Tuesday, December 16, 2025

Kicking Things Down the Road

For the last twenty years, my commute has taken me through the single worst stretch of road on the East Coast, and possibly the most traffic-blighted mess in the United States.  It's the stretch of Beltway from the Tysons Corner urban megaplex to the Bethesda, and it's consistently terrible.  North-South traffic on Interstate 95 mingles with the nearly never-ending DC Metroplex commute, and things snarl to a crawl for miles and miles.  When things are bad, it can add thirty to forty minutes

The solution that's been implemented over the last decade is to create variable cost High Occupancy Toll lanes, on which the cost varies depending on the amount of traffic.  When things lock up, it means you can pay over twenty bucks to travel five miles on the express lanes.  Unless you're on two wheels, which I still am as temperatures permit.

The challenge with those Express Lanes is simple...there's only so far they can go.  Heading East towards Maryland, they first dumped off just after Tysons, which invariably meant a snarled mess at the point when the Express and Hoi Polloi lanes merged.  For the last several years, the Virginia Department of Transportation spent $660,000,000 on a two and a half mile extension of those lanes, pushing them further East towards the Potomac and the American Legion Bridge.  During the construction period, things were as messy as one might expect, but now, finally, it's done.   So what's that done?

Traffic right at Tysons is now better.  But drive a mile or so eastward past Tysons, and if there's any volume things just lock back up again.  If you're on the Express Lanes, that merge during traffic has gotten worse during high volume periods.  Of course it has.  The choke point at the Potomac remains, and fixing that?  Lord have mercy.

The American Legion Bridge ain't gettin' any wider, 'cause rebuilding it would cost real money, not hundreds of millions but billions.  It would also require Virginia, Maryland, and the Federal government to play well together.   America just doesn't know how to do that sort of thing any more.  That, and we're driving more as we ever did.  So the traffic isn't any better, it's just that the snarls are a little further east.  Two thirds of a billion dollars, and what we get is the same mess in a different place.  It's like the kid who cleans his room by stuffing everything under his bed.  Is it clean and orderly?  No, not really.

The problem isn't that the road isn't wide enough.  It's that the system has reached the point where it no longer has the carrying capacity to function properly.  

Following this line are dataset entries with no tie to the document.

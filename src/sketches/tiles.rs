use std::f64::consts::TAU;

use glam::DVec2;

use crate::{
    Color, Result,
    clrs::Palette,
    geometry::regular_polygon,
    grid::{Cell, Grid},
    math::{Random, lerp},
    sketch::{Props, Settings, Sketch},
};

#[derive(Clone, Debug)]
pub struct Params {
    pub count: usize,
    /// fraction of the shortest side
    pub margin: f64,
    pub frequency: f64,
    pub min_scale: f64,
    pub max_scale: f64,
    pub line_width: f64,
}

impl Default for Params {
    fn default() -> Self {
        Self {
            count: 14,
            margin: 0.1,
            frequency: 1.8,
            min_scale: 0.2,
            max_scale: 0.95,
            line_width: 2.,
        }
    }
}

#[derive(Clone, Copy, Debug)]
pub struct Tile {
    pub sides: usize,
    pub color: Color,
    /// whole turns per loop
    pub turns: f64,
    pub filled: bool,
}

/// Pose of one tile at a playhead.
#[derive(Clone, Copy, Debug, PartialEq)]
pub struct Pose {
    pub position: DVec2,
    pub rotation: f64,
    pub radius: f64,
}

pub struct Tiles {
    params: Params,
    random: Random,
    palette: Palette,
    tiles: Vec<Tile>,
}

impl Tiles {
    pub fn new(params: Params, palette: Palette, random: &mut Random) -> Self {
        let tiles = (0..params.count * params.count)
            .map(|_| Tile {
                sides: random.range_floor(3, 7) as usize,
                color: palette.pick(random),
                turns: random.range_floor(0, 2) as f64 * random.sign(),
                filled: random.chance(0.6),
            })
            .collect();
        Self {
            params,
            random: random.fork(),
            palette,
            tiles,
        }
    }

    fn grid(&self, size: DVec2) -> Grid {
        Grid::square(self.params.count, size.min_element() * self.params.margin, size)
    }

    pub fn pose(&self, cell: &Cell, tile: &Tile, playhead: f64) -> Pose {
        let n = self.random.noise2d(cell.uv.x, cell.uv.y, self.params.frequency, 1.);
        // noise sets the phase, the playhead walks a full period
        let wave = (TAU * (playhead + n)).sin() * 0.5 + 0.5;
        let radius = lerp(self.params.min_scale, self.params.max_scale, wave)
            * cell.size.min_element()
            / 2.;
        Pose {
            position: cell.position,
            rotation: n * TAU + TAU * tile.turns * playhead,
            radius,
        }
    }
}

impl Sketch for Tiles {
    fn render(&mut self, props: &mut Props) {
        let size = DVec2::new(props.width, props.height);
        let grid = self.grid(size);
        let line_width = self.params.line_width * size.min_element() / 1080.;

        let ctx = &mut *props.context;
        ctx.clear(self.palette.background());
        ctx.set_line_width(line_width.max(0.75));

        for (cell, tile) in grid.cells().zip(&self.tiles) {
            let pose = self.pose(&cell, tile, props.playhead);
            // built at the origin, placed with the context transform
            let shape = regular_polygon(DVec2::ZERO, pose.radius, tile.sides, 0.);

            ctx.save();
            ctx.translate(pose.position);
            ctx.rotate(pose.rotation);
            if tile.filled {
                ctx.set_fill_style(tile.color);
                ctx.polygon(&shape);
            } else {
                ctx.set_stroke_style(tile.color);
                ctx.polyline(&shape, true);
            }
            ctx.restore();
        }
    }
}

pub fn settings() -> Settings {
    Settings {
        dimensions: [1080, 1080],
        animate: true,
        duration: Some(6.),
        fps: 30.,
        ..Settings::default()
    }
}

pub fn sketch(_settings: &Settings, random: &mut Random) -> Result<Box<dyn Sketch>> {
    let palette = Palette::random(random)?;
    Ok(Box::new(Tiles::new(Params::default(), palette, random)))
}

#[cfg(test)]
mod tests {
    use super::*;
    use crate::sketches::{is_flat, render_small};

    fn tiles() -> Tiles {
        let palette = Palette::new(vec![Color::ZERO, Color::ONE]).unwrap();
        Tiles::new(Params::default(), palette, &mut Random::new(6))
    }

    #[test]
    fn one_tile_per_cell() {
        let t = tiles();
        assert_eq!(t.tiles.len(), t.grid(DVec2::splat(500.)).len());
        assert!(t.tiles.iter().all(|tile| (3..7).contains(&tile.sides)));
    }

    #[test]
    fn poses_loop_and_fit_their_cell() {
        let t = tiles();
        let grid = t.grid(DVec2::splat(600.));
        for (cell, tile) in grid.cells().zip(&t.tiles) {
            let a = t.pose(&cell, tile, 0.);
            let b = t.pose(&cell, tile, 1.);
            assert!((a.radius - b.radius).abs() < 1e-9);
            let turn = (b.rotation - a.rotation) / TAU;
            assert!((turn - turn.round()).abs() < 1e-9);

            for playhead in [0.1, 0.5, 0.9] {
                let pose = t.pose(&cell, tile, playhead);
                assert!(pose.radius <= cell.size.min_element() / 2.);
                assert!(pose.radius > 0.);
            }
        }
    }

    #[test]
    fn renders_something() {
        assert!(!is_flat(&render_small("tiles", 5)));
    }
}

I take great pleasure in cars and driving, but as a system of mass transit, there's nothing less functional than the personal automobile.  We can pave and expand and pave and expand, but we can't get around the inherent inefficiency and potential entropy of a car-based system.  That we've built our entire living and working infrastructure around the car only makes it worse, and for decades, we've put off changing course.  Rail?  Trains are SOCIALIST!  UNAMERICAN!  Railways had nothing to do with MAKING AMERICA GREAT!

But then again, that's kind of the point.  Efficient and well-designed systems leave less space for profit, and don't create the sort of irresolvable ambient malaise necessary to keep us constantly seeking, constantly buying, constantly trying to kludge together something that works.